The Department of Education’s newly announced delay in linking results from new student assessments to teacher evaluations will also help districts to advance implementation of these multiple initiatives. Extra time gives educators the opportunity to focus on the standards, reduce the fears often associated with changing behaviors, and determine which new practices are most helpful to their students’ success. School districts have the opportunity to get implementation right.

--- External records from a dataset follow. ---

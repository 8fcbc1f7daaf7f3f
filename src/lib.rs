//! # LOB Relay
//!
//! A deterministic multi-symbol limit order matching engine that publishes
//! its protocol log in flush-delimited batches.
//!
//! ## Design Principles
//!
//! - **Single-Writer**: The ingest thread owns every order book exclusively (no locks)
//! - **O(1) Cancel**: Orders are found through a handle index, never by scanning
//! - **Cache-Optimized**: 64-byte order nodes, 32-bit arena indices
//! - **Ordered Publication**: Lines from before a flush always reach the sink first
//!
//! ## Architecture
//!
//! ```text
//! [OrderSource] --> [Ingest Thread (BookRegistry)] --> [FlushBarrierQueue] --> [Publish Thread]
//!   UDP / iter                 |                                                   |
//!                       [SymbolBook per symbol]                              [LogSink: <n>.log]
//! ```

pub mod arena;
pub mod codec;
pub mod command;
pub mod config;
pub mod engine;
pub mod error;
pub mod flush_queue;
pub mod matching;
pub mod order_book;
pub mod price_level;
pub mod registry;
pub mod scenario;
pub mod sink;
pub mod submitter;
pub mod transport;

// Re-exports for convenience
pub use arena::{Arena, ArenaIndex, OrderNode, NULL_INDEX};
pub use command::{LogLine, Order, OrderKind, Side, TopOfBook};
pub use config::{CancelAccounting, EngineConfig, SinkConfig, TransportConfig};
pub use engine::{Engine, Publication, RunSummary, RunningEngine};
pub use error::{EngineError, Result};
pub use flush_queue::FlushBarrierQueue;
pub use order_book::{OrderId, RestingOrder, SymbolBook};
pub use price_level::PriceLevel;
pub use registry::BookRegistry;
pub use sink::{FileSink, LogSink, MemorySink};
pub use submitter::OrderSubmitter;
pub use transport::{IterSource, OrderSource, OrderTransport, UdpReceiver, UdpSender};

I urge school and system leaders to take the following actions to support their teachers and communities in holding high expectations and creating the learning experiences that make achieving those expectations possible:
- Simply and clearly articulate your vision for how rigorous content standards can lead to the outcomes we want for our children – valuable classroom learning, development of knowledge and skills for tomorrow’s challenges, and readiness for careers and college. Share this vision widely with teachers, staff, students, parents, local businesses, and community members.
- Accelerate achievement of this vision with learning opportunities that are relevant for the adult learners in your district, and as appropriate, include parents. Some learners still require additional opportunities to understand the standards. Other learners are ready for deeper engagement in how the standards impact classroom instruction and what it takes to transform teaching practice.
- Create the learning structures, arrange the schedules, and provide the job-embedded support teachers need to deliberately and successfully translate the Common Core State Standards into practice. Give teachers time in their work weeks to collaborate, unpack standards, understand curriculum, research teaching strategies, examine data, practice instructional moves, and refine lessons. Give them access to skilled colleagues, teacher leaders, or instructional coaches to facilitate this learning work and offer usable feedback.
- Align district, school, and individual goals. When districts are implementing multiple initiatives, aligned support and professional learning foster the achievement of common goals. Help everyone in the system to understand shared priorities. Ensure that the desired outcomes for individuals, teams, grade levels, and content area departments are coherent. Consider how teachers with different levels of knowledge, experience, and skills need a range of supports.
I am optimistic about what our teachers, administrators, schools, and districts will accomplish for our students in the coming years, and of the role that the Common Core State Standards will have as we make progress in teaching and learning. I have confidence that school systems that combine their commitment to the standards with the support required to realize them will achieve outcomes that have been unattainable in the past.